How many of you,
if given the opportunity, would just as soon step on a spider
as not? We are writing this article on spiders to see if we
can encourage everyone to look at spiders in a new and beneficial
light. Most folks see spiders as gross, scary, yukky or
dangerous. We think folks should see them as one of the
hardest workers in the garden, and therefore, deserving of
many places - Honorable places, no less- in everyone's
garden and home!
We recently had a grant,
courtesy of the California Energy Commission, to study a more
wholistic way to produce artichokes. Part of this study
involved the observation and classification of a variety of
critters, not the least of which is our friend, the spider.
The fellow doing the
data collection is a crazy guy named Will Allen, an
anthropologist- turned- farmer- turned- bug watcher. He hung
out in the artichoke patch wearing a backwards baseball cap
and armed himself with a bug sweep, magnifying glasses,
cameras and mason jars. Will would study a wild thistle or an
artichoke plant for an hour at a time, maybe more! Any spider
stalking prey was apt to encounter a most unfamiliar sight:
the grossly enlarged big green eye of Wilie peering curiously
at it through a magnifying lens.
All of this sounds
rather comical, and it was! We three were having way
too much fun studying these eight legged marvels! What was
even more exciting was the information we found out about
the... (tympani roll, please!) Guardians of the Garden
According to Bill
and Helga Olkowski of Bio-Integral Research Center
in Berkeley, the Chinese report that arachnids are responsible
for about 80% of the biological control in the garden. Not bad
for a critter who gets offed as often as not! Next time you
are tempted to step on a spider Don't Do It! Give him
or her AND your garden a break!
Remind yourself that
spiders are part and parcel of a complex food chain! They
consume such morsels as grasshoppers, beetles, wasps, moths,
flies, mosquitoes, wood lice, small scorpions- in short, they
will eat anything that doesn't eat them first. When something
else does eat them, that "something" could be
anything like frogs, toads, lizards, birds, certain beetles,
ants, centipedes, shrews and parasitic wasps and flies.
Instead of disrupting
the food chain, wish Mr. Spider a long and happy life with a
fertile spider wife and many offspring! Tip your hat to the
entire garden community and wish them all, in their turn Bon
Apetit!
Instead of busily
detroying spiders and their webs, we should again resort to observation
and appreciation of the species. Got half an hour to
play? Mosey out to the garden and park yourself on the ground.

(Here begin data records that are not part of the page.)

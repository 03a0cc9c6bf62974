//! Runtime values produced by the evaluator.

use std::cell::RefCell;
use std::cmp::Ordering;
use std::collections::BTreeMap;
use std::fmt;
use std::rc::Rc;

/// RGB color with a 0..=100 transparency, as used by drawing calls.
#[derive(Debug, Clone, Copy, PartialEq, Eq, Hash)]
pub struct Color {
    pub r: u8,
    pub g: u8,
    pub b: u8,
    pub transp: u8,
}

impl Color {
    pub const fn rgb(r: u8, g: u8, b: u8) -> Self {
        Self { r, g, b, transp: 0 }
    }

    /// Build from script numbers, clamping each channel into range.
    pub fn from_components(r: f64, g: f64, b: f64, transp: f64) -> Self {
        let channel = |v: f64| v.round().clamp(0.0, 255.0) as u8;
        Self {
            r: channel(r),
            g: channel(g),
            b: channel(b),
            transp: transp.round().clamp(0.0, 100.0) as u8,
        }
    }

    pub fn with_transp(self, transp: f64) -> Self {
        Self {
            transp: transp.round().clamp(0.0, 100.0) as u8,
            ..self
        }
    }
}

impl fmt::Display for Color {
    fn fmt(&self, f: &mut fmt::Formatter<'_>) -> fmt::Result {
        write!(f, "#{:02X}{:02X}{:02X}", self.r, self.g, self.b)?;
        if self.transp > 0 {
            write!(f, "/{}", self.transp)?;
        }
        Ok(())
    }
}

/// Fixed-shape named record, e.g. Bollinger `{middle, upper, lower}`.
#[derive(Debug, Clone, PartialEq)]
pub struct Record {
    pub name: &'static str,
    pub fields: Vec<(&'static str, Value)>,
}

impl Record {
    pub fn new(name: &'static str, fields: Vec<(&'static str, Value)>) -> Self {
        Self { name, fields }
    }

    pub fn field(&self, name: &str) -> Option<&Value> {
        self.fields.iter().find(|(n, _)| *n == name).map(|(_, v)| v)
    }
}

/// Chart coordinate.
#[derive(Debug, Clone, Copy, PartialEq)]
pub struct Point {
    pub time: f64,
    pub price: f64,
}

#[derive(Debug, Clone, Copy, PartialEq, Eq, Hash)]
pub enum DrawingKind {
    Box,
    Line,
    Label,
    Table,
    Shape,
}

impl DrawingKind {
    pub fn as_str(self) -> &'static str {
        match self {
            DrawingKind::Box => "box",
            DrawingKind::Line => "line",
            DrawingKind::Label => "label",
            DrawingKind::Table => "table",
            DrawingKind::Shape => "shape",
        }
    }
}

/// Handle to a drawing held in the environment's per-kind collections.
#[derive(Debug, Clone, Copy, PartialEq, Eq, Hash)]
pub struct DrawingRef {
    pub kind: DrawingKind,
    pub index: usize,
}

/// Map keys: the hashable subset of values, totally ordered.
#[derive(Debug, Clone)]
pub enum MapKey {
    Bool(bool),
    Number(f64),
    Str(String),
}

impl MapKey {
    pub fn from_value(value: &Value) -> Option<Self> {
        match value {
            Value::Bool(b) => Some(MapKey::Bool(*b)),
            Value::Number(n) => Some(MapKey::Number(*n)),
            Value::Str(s) => Some(MapKey::Str(s.clone())),
            _ => None,
        }
    }

    pub fn to_value(&self) -> Value {
        match self {
            MapKey::Bool(b) => Value::Bool(*b),
            MapKey::Number(n) => Value::Number(*n),
            MapKey::Str(s) => Value::Str(s.clone()),
        }
    }

    fn rank(&self) -> u8 {
        match self {
            MapKey::Bool(_) => 0,
            MapKey::Number(_) => 1,
            MapKey::Str(_) => 2,
        }
    }
}

impl PartialEq for MapKey {
    fn eq(&self, other: &Self) -> bool {
        self.cmp(other) == Ordering::Equal
    }
}

impl Eq for MapKey {}

impl PartialOrd for MapKey {
    fn partial_cmp(&self, other: &Self) -> Option<Ordering> {
        Some(self.cmp(other))
    }
}

impl Ord for MapKey {
    fn cmp(&self, other: &Self) -> Ordering {
        match (self, other) {
            (MapKey::Bool(a), MapKey::Bool(b)) => a.cmp(b),
            (MapKey::Number(a), MapKey::Number(b)) => a.total_cmp(b),
            (MapKey::Str(a), MapKey::Str(b)) => a.cmp(b),
            _ => self.rank().cmp(&other.rank()),
        }
    }
}

/// Most elements one array, map, matrix or table may hold.
pub const MAX_COLLECTION_LEN: usize = 1_000_000;

/// Longest string, in bytes, that concatenation or replacement may build.
pub const MAX_STRING_LEN: usize = 1 << 20;

/// Deepest a collection may sit inside other collections.
pub const MAX_NESTING: usize = 32;

/// Cell count of a `rows` x `cols` grid, or `None` past [`MAX_COLLECTION_LEN`].
pub fn grid_len(rows: usize, cols: usize) -> Option<usize> {
    rows.checked_mul(cols)
        .filter(|&len| len <= MAX_COLLECTION_LEN)
}

/// Row-major matrix of values.
#[derive(Debug, Clone, PartialEq)]
pub struct Matrix {
    pub rows: usize,
    pub cols: usize,
    pub cells: Vec<Value>,
}

impl Matrix {
    /// `None` when the grid would exceed [`MAX_COLLECTION_LEN`] cells.
    pub fn new(rows: usize, cols: usize, initial: Value) -> Option<Self> {
        let len = grid_len(rows, cols)?;
        Some(Self {
            rows,
            cols,
            cells: vec![initial; len],
        })
    }

    pub fn get(&self, row: usize, col: usize) -> Option<&Value> {
        if row < self.rows && col < self.cols {
            self.cells.get(row * self.cols + col)
        } else {
            None
        }
    }

    pub fn get_mut(&mut self, row: usize, col: usize) -> Option<&mut Value> {
        if row < self.rows && col < self.cols {
            self.cells.get_mut(row * self.cols + col)
        } else {
            None
        }
    }
}

pub type ArrayRef = Rc<RefCell<Vec<Value>>>;
pub type MapRef = Rc<RefCell<BTreeMap<MapKey, Value>>>;
pub type MatrixRef = Rc<RefCell<Matrix>>;

/// A DevScript value. `Na` is the domain null, distinct from zero and false.
///
/// Arrays, maps and matrices are shared handles: copies alias the same
/// storage, so mutation through one binding is visible through all.
#[derive(Debug, Clone, PartialEq, Default)]
pub enum Value {
    #[default]
    Na,
    Number(f64),
    Bool(bool),
    Str(String),
    Color(Color),
    Record(Rc<Record>),
    Array(ArrayRef),
    Map(MapRef),
    Matrix(MatrixRef),
    Point(Point),
    Drawing(DrawingRef),
}

impl Value {
    /// Number from an indicator result; NaN and absent become `Na`.
    pub fn from_f64(value: f64) -> Self {
        if value.is_nan() {
            Value::Na
        } else {
            Value::Number(value)
        }
    }

    pub fn from_option(value: Option<f64>) -> Self {
        value.map_or(Value::Na, Value::from_f64)
    }

    pub fn array(values: Vec<Value>) -> Self {
        Value::Array(Rc::new(RefCell::new(values)))
    }

    pub fn map() -> Self {
        Value::Map(Rc::new(RefCell::new(BTreeMap::new())))
    }

    pub fn matrix(matrix: Matrix) -> Self {
        Value::Matrix(Rc::new(RefCell::new(matrix)))
    }

    pub fn record(name: &'static str, fields: Vec<(&'static str, Value)>) -> Self {
        Value::Record(Rc::new(Record::new(name, fields)))
    }

    pub fn is_na(&self) -> bool {
        matches!(self, Value::Na)
    }

    /// Whether both values are handles to the same array, map or matrix.
    pub fn same_collection(&self, other: &Value) -> bool {
        match (self, other) {
            (Value::Array(a), Value::Array(b)) => Rc::ptr_eq(a, b),
            (Value::Map(a), Value::Map(b)) => Rc::ptr_eq(a, b),
            (Value::Matrix(a), Value::Matrix(b)) => Rc::ptr_eq(a, b),
            _ => false,
        }
    }

    /// Condition semantics: `na`, `false`, zero and NaN are falsy.
    pub fn is_truthy(&self) -> bool {
        match self {
            Value::Na => false,
            Value::Bool(b) => *b,
            Value::Number(n) => *n != 0.0 && !n.is_nan(),
            Value::Str(s) => !s.is_empty(),
            _ => true,
        }
    }

    pub fn as_number(&self) -> Option<f64> {
        match self {
            Value::Number(n) => Some(*n),
            Value::Bool(b) => Some(if *b { 1.0 } else { 0.0 }),
            _ => None,
        }
    }

    /// Sample for a numeric window; anything non-numeric is NaN.
    pub fn to_f64(&self) -> f64 {
        self.as_number().unwrap_or(f64::NAN)
    }

    pub fn type_name(&self) -> &'static str {
        match self {
            Value::Na => "na",
            Value::Number(_) => "number",
            Value::Bool(_) => "bool",
            Value::Str(_) => "string",
            Value::Color(_) => "color",
            Value::Record(_) => "record",
            Value::Array(_) => "array",
            Value::Map(_) => "map",
            Value::Matrix(_) => "matrix",
            Value::Point(_) => "point",
            Value::Drawing(_) => "drawing",
        }
    }
}

impl From<f64> for Value {
    fn from(value: f64) -> Self {
        Value::from_f64(value)
    }
}

impl From<bool> for Value {
    fn from(value: bool) -> Self {
        Value::Bool(value)
    }
}

impl From<&str> for Value {
    fn from(value: &str) -> Self {
        Value::Str(value.to_string())
    }
}

impl From<String> for Value {
    fn from(value: String) -> Self {
        Value::Str(value)
    }
}

impl fmt::Display for Value {
    fn fmt(&self, f: &mut fmt::Formatter<'_>) -> fmt::Result {
        match self {
            Value::Na => f.write_str("na"),
            Value::Number(n) => {
                if n.fract() == 0.0 && n.abs() < 1e15 {
                    write!(f, "{}", *n as i64)
                } else {
                    write!(f, "{n}")
                }
            }
            Value::Bool(b) => write!(f, "{b}"),
            Value::Str(s) => f.write_str(s),
            Value::Color(c) => write!(f, "{c}"),
            Value::Record(r) => {
                write!(f, "{}{{", r.name)?;
                for (i, (name, value)) in r.fields.iter().enumerate() {
                    if i > 0 {
                        f.write_str(", ")?;
                    }
                    write!(f, "{name}: {value}")?;
                }
                f.write_str("}")
            }
            Value::Array(a) => {
                f.write_str("[")?;
                for (i, value) in a.borrow().iter().enumerate() {
                    if i > 0 {
                        f.write_str(", ")?;
                    }
                    write!(f, "{value}")?;
                }
                f.write_str("]")
            }
            Value::Map(m) => {
                f.write_str("{")?;
                for (i, (key, value)) in m.borrow().iter().enumerate() {
                    if i > 0 {
                        f.write_str(", ")?;
                    }
                    write!(f, "{}: {value}", key.to_value())?;
                }
                f.write_str("}")
            }
            Value::Matrix(m) => {
                let m = m.borrow();
                write!(f, "matrix({}x{})", m.rows, m.cols)
            }
            Value::Point(p) => write!(f, "point({}, {})", p.time, p.price),
            Value::Drawing(d) => write!(f, "{}#{}", d.kind.as_str(), d.index),
        }
    }
}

Open your eyes and look to see what you can see.
Different spiders weave
different webs. How many different webs did you see? Did the
"Felix Unger" of the spider world weave it or did
the "Oscar Madison"? Is it symetrical or asymetrical?

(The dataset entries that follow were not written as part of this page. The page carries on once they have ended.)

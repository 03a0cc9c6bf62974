//! End-to-end tests driving compiled scripts through the engine.
//!
//! Tests cover:
//! - Purity of expression evaluation against an unchanged environment
//! - History length accounting under `max_bars_back`
//! - Constant-series indicator behaviour (SMA, EMA, RSI)
//! - Strategy ledger profit and drawdown
//! - Pivot strictness
//! - The constant-then-breakout bar scenario

mod common;

use approx::assert_relative_eq;
use common::*;
use devscript::adapters::file_config_adapter::FileConfigAdapter;
use devscript::domain::account::EquityPoint;
use devscript::domain::config::RuntimeConfig;
use devscript::domain::error::{DevScriptError, EvalError};
use devscript::domain::evaluator::Evaluator;
use devscript::domain::metrics::max_drawdown;
use devscript::domain::runtime::compile;
use devscript::domain::value::Value;
use proptest::prelude::*;

mod purity {
    use super::*;

    #[test]
    fn expression_is_pure_against_unchanged_environment() {
        let engine = run_closes("", &[10.0, 11.0, 12.5]);
        let program = compile("(close * 2 + high[1]) / taSma(close, 2)").unwrap();
        let node = &program.statements[0];

        let mut env = engine.environment().clone();
        let mut evaluator = Evaluator::default();
        let first = evaluator.evaluate(node, &mut env).unwrap();
        let second = evaluator.evaluate(node, &mut env).unwrap();
        assert_eq!(first, second);
        assert!(!first.is_na());
    }

    #[test]
    fn two_engines_agree_on_the_same_bars() {
        let source = "let e = taEma(close, 3)\nlet r = taRsi(close, 3)";
        let closes = [10.0, 12.0, 11.0, 13.0, 12.5, 14.0];
        let a = run_closes(source, &closes);
        let b = run_closes(source, &closes);
        assert_eq!(a.environment().get("e", 0), b.environment().get("e", 0));
        assert_eq!(a.environment().get("r", 0), b.environment().get("r", 0));
    }
}

mod history_accounting {
    use super::*;

    proptest! {
        #[test]
        fn price_series_length_is_capped(n in 1usize..60, cap in 1usize..40) {
            let mut config = RuntimeConfig::default();
            config.engine.max_bars_back = cap;
            let mut engine = engine_with("let c = close", &config);
            let closes: Vec<f64> = (0..n).map(|i| 100.0 + i as f64).collect();
            engine.run(&make_bars(&closes)).unwrap();

            let env = engine.environment();
            for name in ["open", "high", "low", "close", "volume"] {
                prop_assert_eq!(env.get_series(name).len(), n.min(cap));
            }
            prop_assert_eq!(env.get_series("c").len(), n.min(cap));
        }
    }
}

mod constant_series {
    use super::*;

    const SOURCE: &str = "let s = taSma(close, 5)\nlet e = taEma(close, 5)\nlet r = taRsi(close, 5)";

    #[test]
    fn sma_and_ema_equal_the_constant() {
        let engine = run_closes(SOURCE, &[42.0; 12]);
        assert_relative_eq!(number(&engine, "s"), 42.0, epsilon = 1e-9);
        assert_relative_eq!(number(&engine, "e"), 42.0, epsilon = 1e-9);
    }

    #[test]
    fn rsi_without_losses_is_100() {
        let engine = run_closes(SOURCE, &[42.0; 12]);
        assert_relative_eq!(number(&engine, "r"), 100.0, epsilon = 1e-9);

        let rising: Vec<f64> = (0..12).map(|i| 10.0 + i as f64).collect();
        let engine = run_closes(SOURCE, &rising);
        assert_relative_eq!(number(&engine, "r"), 100.0, epsilon = 1e-9);
    }

    #[test]
    fn indicators_are_na_during_warmup() {
        let engine = run_closes(SOURCE, &[42.0; 3]);
        let env = engine.environment();
        assert_eq!(env.get("s", 0), Value::Na);
        assert_eq!(env.get("r", 0), Value::Na);
    }
}

mod strategy_ledger {
    use super::*;

    #[test]
    fn single_long_trade_profit_and_net_profit() {
        let script = "\
if barIndex == 0 { strategyEntry(\"L\", strategyLong, 2) }
if barIndex == 2 { strategyClose(\"L\") }
let np = strategyNetProfit";
        let engine = run_closes(script, &[100.0, 110.0, 125.0]);
        let account = engine.environment().account();

        let trades = account.closed_trades();
        assert_eq!(trades.len(), 1);
        assert_eq!(trades[0].entry_price, 100.0);
        assert_eq!(trades[0].exit_price, 125.0);
        assert_eq!(trades[0].profit, (125.0 - 100.0) * 2.0);
        assert_eq!(number(&engine, "np"), trades[0].profit);
        assert!(account.open_positions().is_empty());
    }

    #[test]
    fn short_trade_profits_from_a_fall() {
        let script = "\
if barIndex == 0 { strategyEntry(\"S\", strategyShort) }
if barIndex == 1 { strategyClose(\"S\") }";
        let engine = run_closes(script, &[50.0, 45.0]);
        let trades = engine.environment().account().closed_trades();
        assert_eq!(trades.len(), 1);
        assert_eq!(trades[0].profit, 5.0);
    }

    #[test]
    fn closing_unknown_position_is_a_no_op() {
        let engine = run_closes("let closed = strategyClose(\"nope\")", &[1.0]);
        assert_eq!(engine.environment().get("closed", 0), Value::Bool(false));
        assert!(engine.environment().account().closed_trades().is_empty());
    }

    #[test]
    fn non_positive_quantity_is_catchable() {
        let script = "\
var caught = 0
try { strategyEntry(\"L\", strategyLong, -1) } catch { caught = 1 }";
        let engine = run_closes(script, &[1.0]);
        assert_eq!(number(&engine, "caught"), 1.0);
        assert!(engine.environment().account().open_positions().is_empty());
    }

    #[test]
    fn drawdown_of_known_curve() {
        let curve: Vec<EquityPoint> = [100.0, 90.0, 95.0, 80.0, 120.0]
            .iter()
            .enumerate()
            .map(|(i, &equity)| EquityPoint {
                time: i as i64,
                equity,
            })
            .collect();
        let (dd, dd_pct) = max_drawdown(&curve);
        assert_eq!(dd, 20.0);
        assert_relative_eq!(dd_pct, 20.0, epsilon = 1e-9);
    }

    #[test]
    fn rising_equity_has_no_drawdown() {
        let script = "\
if barIndex == 0 { strategyEntry(\"L\", strategyLong) }
let dd = strategyMaxDrawdown";
        let engine = run_closes(script, &[10.0, 11.0, 12.0, 13.0]);
        assert_eq!(number(&engine, "dd"), 0.0);
    }
}

mod pivots {
    use super::*;

    const SOURCE: &str = "let ph = taPivotHigh(close, 2, 2)\nlet pl = taPivotLow(close, 2, 2)";

    #[test]
    fn strict_peak_is_reported_right_bars_later() {
        let engine = run_closes(SOURCE, &[1.0, 2.0, 5.0, 2.0, 1.0]);
        assert_eq!(engine.environment().get("ph", 0), Value::Number(5.0));
        assert_eq!(engine.environment().get("pl", 0), Value::Na);
    }

    #[test]
    fn equal_neighbour_cancels_the_pivot() {
        for closes in [
            [1.0, 5.0, 5.0, 2.0, 1.0],
            [1.0, 2.0, 5.0, 5.0, 1.0],
            [6.0, 2.0, 5.0, 2.0, 1.0],
        ] {
            let engine = run_closes(SOURCE, &closes);
            assert_eq!(engine.environment().get("ph", 0), Value::Na, "{closes:?}");
        }
    }

    #[test]
    fn strict_trough_is_pivot_low() {
        let engine = run_closes(SOURCE, &[5.0, 4.0, 1.0, 3.0, 6.0]);
        assert_eq!(engine.environment().get("pl", 0), Value::Number(1.0));
    }
}

mod breakout_scenario {
    use super::*;

    #[test]
    fn sma_rises_after_breakout_bar_and_bar_index_steps_by_one() {
        let mut engine = engine("let s = taSma(close, 20)\nlet bi = barIndex");
        for i in 0..20 {
            engine
                .on_bar(make_bar(i, 10.0, 12.0, 9.0, 11.0, 100.0))
                .unwrap();
            assert_eq!(number(&engine, "bi"), i as f64);
        }
        let before = number(&engine, "s");
        assert_relative_eq!(before, 11.0, epsilon = 1e-9);

        engine
            .on_bar(make_bar(20, 11.0, 15.0, 10.0, 14.0, 200.0))
            .unwrap();
        assert_eq!(number(&engine, "bi"), 20.0);
        let after = number(&engine, "s");
        assert!(after > before);
        assert_relative_eq!(after, 11.15, epsilon = 1e-9);
    }
}

mod errors {
    use super::*;

    #[test]
    fn evaluation_error_keeps_earlier_statements() {
        let mut engine = engine("let a = close\nlet b = arrayGet(arrayNew(), 3)\nlet c = 1");
        let err = engine.run(&make_bars(&[7.0])).unwrap_err();
        let DevScriptError::Evaluation { bar_index, source } = err else {
            panic!("expected evaluation error");
        };
        assert_eq!(bar_index, 0);
        assert!(matches!(source, EvalError::IndexOutOfRange { .. }));
        assert_eq!(engine.environment().get("a", 0), Value::Number(7.0));
        assert!(!engine.environment().has_variable("c"));
    }

    #[test]
    fn division_by_zero_is_na() {
        let engine = run_closes("let q = close / 0", &[3.0]);
        assert_eq!(engine.environment().get("q", 0), Value::Na);
    }
}

mod configuration {
    use super::*;

    #[test]
    fn ini_settings_flow_into_the_engine() {
        let adapter = FileConfigAdapter::from_string(
            "[engine]\nmax_bars_back = 3\n\n[strategy]\ninitial_capital = 5000\n\n[params]\nlength = 2\n",
        )
        .unwrap();
        let config = RuntimeConfig::from_port(&adapter).unwrap();
        let mut engine = engine_with(
            "param length = 10\nlet s = taSma(close, length)\nlet cap = strategyInitialCapital",
            &config,
        );
        engine.run(&make_bars(&[1.0, 2.0, 3.0, 4.0, 5.0])).unwrap();

        assert_eq!(number(&engine, "s"), 4.5);
        assert_eq!(number(&engine, "cap"), 5000.0);
        assert_eq!(engine.environment().get_series("close").len(), 3);
    }
}

mod resource_limits {
    use super::*;

    #[test]
    fn huge_constructors_fail_inside_try_and_the_run_continues() {
        let script = "\
var caught = 0
try { matrixNew(10000000000, 10000000000, 0) } catch { caught = caught + 1 }
try { arrayNew(10000000000) } catch { caught = caught + 1 }
try { tableNew(10000000000, 10000000000) } catch { caught = caught + 1 }";
        let engine = run_closes(script, &[1.0, 2.0]);
        assert_eq!(number(&engine, "caught"), 6.0);
    }

    #[test]
    fn uncaught_oversized_array_reports_a_size_error() {
        let mut engine = engine("let a = arrayNew(10000000000)");
        let err = engine.run(&make_bars(&[1.0])).unwrap_err();
        let DevScriptError::Evaluation { source, .. } = err else {
            panic!("expected evaluation error");
        };
        assert!(matches!(source, EvalError::SizeLimit { .. }));
    }

    #[test]
    fn cycles_through_arrays_and_maps_are_rejected() {
        let script = "\
var caught = 0
let a = arrayNew()
let b = arrayNew()
let m = mapNew()
try { arrayPush(a, a) } catch { caught = caught + 1 }
arrayPush(b, a)
try { arrayPush(a, b) } catch { caught = caught + 1 }
mapPut(m, 1, b)
try { arrayPush(a, m) } catch { caught = caught + 1 }
let same = a == a
let has = arrayIncludes(b, a)
let text = strToString(b)";
        let engine = run_closes(script, &[1.0]);
        let env = engine.environment();
        assert_eq!(number(&engine, "caught"), 3.0);
        assert_eq!(env.get("same", 0), Value::Bool(true));
        assert_eq!(env.get("has", 0), Value::Bool(true));
        assert_eq!(env.get("text", 0), Value::Str("[[]]".into()));
    }
}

Is it a sheet web or an orb web, a lace web, a purse web, a
funnel web, or a trap door? Is it horizontal or vertical? Is
the spider on the web or hidden? Notice the craftsmanship, the
intricacy and the uniqueness of each web. Imagine the patience
it takes to spin a web. What has been snared in the web? What
future culinary delights rest within silken prisons. Imagine
yourself with spinnarets (the spider's silk spinning
apparatus) coming out of your backside! What sort of web would
you be inclined to spin? How long would it take?
A tidbit for your trivia
file is that web building spiders have poor eyesight. Nature
compensates for this by giving them a good sense of touch
and/or smell. They rely on their webs to snag dinner for them.
When dinner hits the web, they feel the vibration if they are
connected to their web by a signal line. If they actually live
on the web they know what's for dinner by the way the web
vibrates! Yo! Pretty incredible! Imagine being able to tell
what's for dinner when it hits your front door!
Hunting spiders don't
spin webs, but cruise the garden looking for food. If you are
into mountain climbing, watch the jumping spiders rappel from
plant to prey. Willie was hanging in the "chokes"
one day and saw a half inch spider jump over a foot. That's
the equivalent of you doing a 132 foot standing broad jump AND
being alive after you land to take a bow! Hunters and jumpers
have very keen eyesight. They rely on that sight and speed to
eat; other times that same sight and speed keeps them from
being eaten.
Different spider species
have different mating techniques and etiquettes! Hunters and
jumpers do intricate dances where the males wave their front
legs or their pedipalps or both to get the female's
attention. Web-builders twang on the female's web; when she
comes thither for dinner, the male drops out of sight so it
won't be him. He repeats the twang and disappear routine until
she descends beside him on a special mating thread. The
nursery web spider brings the female dinner to distract her
while he mates her. Anyone out there want to imagine that one?
All in all we think the
spider is pretty awesome! We hope you'll begin to cultivate a
more positive relationship between yourself and the spiders
you share garden and house with. If a spider shows up in your
bathtub or sink, relocate instead of annihilate.
Put into operation the Spider Relocation Program and
give some outdoor plant the benefit of your indoor spider.
Voila! creative, non-violent co-existence!